Cavendish Farms
- Company type: Private company
- Industry: Agribusiness
- Founded: 1980; 46 years ago
- Headquarters: Dieppe, New Brunswick, Canada
- Key people: James K. Irving (CEO)
- Parent: Irving Group
- Website: www.cavendishfarms.com

= Cavendish Farms =

Private Canadian company owned by KC Irving family

Cavendish Farms is a Canadian food processing company and subsidiary of the J. D. Irving group of companies. Its headquarters are in Dieppe, New Brunswick and potato processing plants in New Annan, Prince Edward Island, Lethbridge, Alberta, and Jamestown, North Dakota, and an appetizer plant in Wheatley, Ontario. It is the 4th largest processor of frozen potato products in North America. It was established in 1980. The New Annan facility employs about 700 people. It is one of the largest employers in Prince Edward Island. Cavendish Farms is the "largest private-sector employer in P.E.I." About 80 P.E.I. farmers grow potatoes for Cavendish Farms.

==Background==

In 1980, Irving Group purchased C.M. Mclean potato and vegetable processing facility in PEI Canada and renamed it Cavendish Farms. In 2001, Cavendish Farms acquired its "first US processing plant in Jamestown, North Dakota". Cavendish Farms is part of the family-owned Irving Group of Companies established in 1882.

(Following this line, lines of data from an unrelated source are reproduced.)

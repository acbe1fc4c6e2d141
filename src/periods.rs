//! Listing of stored rotations, used by `nests periods`.

use anyhow::Result;
use serde::Serialize;

use crate::config::Config;
use crate::db;
use crate::models::ReportingPeriod;
use crate::store::sqlite::SqliteStore;
use crate::store::SightingStore;

#[derive(Debug, Clone, Serialize)]
pub struct PeriodOverview {
    #[serde(flatten)]
    pub period: ReportingPeriod,
    pub active: usize,
    pub vacant: usize,
}

pub async fn list_periods(store: &dyn SightingStore) -> Result<Vec<PeriodOverview>> {
    let mut out = Vec::new();
    for period in store.periods().await? {
        let active = store.active_rows(period.num).await?.len();
        let vacant = store.vacant_locations(period.num).await?.len();
        out.push(PeriodOverview {
            period,
            active,
            vacant,
        });
    }
    Ok(out)
}

pub async fn run_periods(config: &Config, json: bool) -> Result<()> {
    let pool = db::connect(config).await?;
    let store = SqliteStore::new(pool);
    let listed = list_periods(&store).await;
    store.close().await;
    let periods = listed?;

    if json {
        println!("{}", serde_json::to_string_pretty(&periods)?);
        return Ok(());
    }

    if periods.is_empty() {
        println!("No rotations stored. Run `nests rotate` to create one.");
        return Ok(());
    }

    println!("{:>5}  {:<10}  {:>6}  {:>6}  NOTE", "NUM", "DATE", "NESTS", "EMPTY");
    println!("{}", "-".repeat(48));
    for p in &periods {
        println!(
            "{:>5}  {:<10}  {:>6}  {:>6}  {}",
            p.period.num,
            p.period.date,
            p.active,
            p.vacant,
            p.period.special_note.as_deref().unwrap_or("")
        );
    }
    Ok(())
}

#[cfg(test)]
mod tests {
    use super::*;
    use crate::models::{LocationRow, SightingRow};
    use crate::store::memory::InMemoryStore;
    use chrono::NaiveDate;

    #[tokio::test]
    async fn test_counts_per_period() {
        let mut store = InMemoryStore::new();
        for (num, d) in [(1, 7), (2, 21)] {
            store.add_period(ReportingPeriod {
                num,
                date: NaiveDate::from_ymd_opt(2019, 3, d).unwrap(),
                special_note: None,
            });
        }
        for id in 1..=3 {
            store.add_location(LocationRow {
                location_id: id,
                official_name: Some(format!("Park {}", id)),
                ..Default::default()
            });
        }
        store.add_sighting(
            2,
            SightingRow {
                location_id: 1,
                species: Some("Pikachu".to_string()),
                official_name: Some("Park 1".to_string()),
                ..Default::default()
            },
        );

        let listed = list_periods(&store).await.unwrap();
        assert_eq!(listed.len(), 2);
        assert_eq!((listed[0].active, listed[0].vacant), (0, 3));
        assert_eq!((listed[1].active, listed[1].vacant), (1, 2));

        let json = serde_json::to_value(&listed[1]).unwrap();
        assert_eq!(json["date"], "2019-03-21");
        assert_eq!(json["active"], 1);
    }
}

Cavendish Farms is the 4th largest processor of frozen potato products in North America, and the "largest private-sector employer" on P.E.I. Prince Edward Island is known for its potatoes—the potato industry employs—directly or indirectly— about 12% of the province's workforce, and contributes over $1 billion annually to the P.E.I. which represents 10.8% of the province's GDP. In 2013, about 88,000 acres of potatoes were grown in P.E.I. Of the three types of potatoes harvested table potatoes, seed potatoes, and processing potatoes, about 60% of P.E.I. are "manufactured into French fries, potato chips, and many other products."

By 2020, about 80 P.E.I. farmers grew potatoes for Cavendish Farms.

==Potato industry in Prince Edward Island==

P.E.I.'s potato industry is the "biggest economic driver in the province". In 2017, P.E.I. had the " largest potato crop in Canada", according to Statistics Canada." "Processing potatoes into french fries and other frozen products represents up to 70 per cent of the industry."

==Ground water (Prince Edward Island)==

Prince Edward Island implemented a moratorium on deep well irrigation in 2002, to protect its ground water supply. At an October 2015, P.E.I. Environmental Advisory Committee meeting to draft a Water Act, Leo Broderick with the Council of Canadians said that the Island needs to "legislate a ban on deep well irrigation to prevent long-term groundwater depletion".

The Ministry of Environment provides an online—both historical and real-time—of groundwater levels (GWLs) with data from 14 groundwater level observation wells across PEI: Baltic, Bear River, Bloomfield, Caledonia, Georgetown, Knutsford, Lakeside, New Dominion, New Zealand Road, Riverdale, Sleepyhollow, Souris Line Road, Souris River Road, St. Charles, Summerside GST, and York.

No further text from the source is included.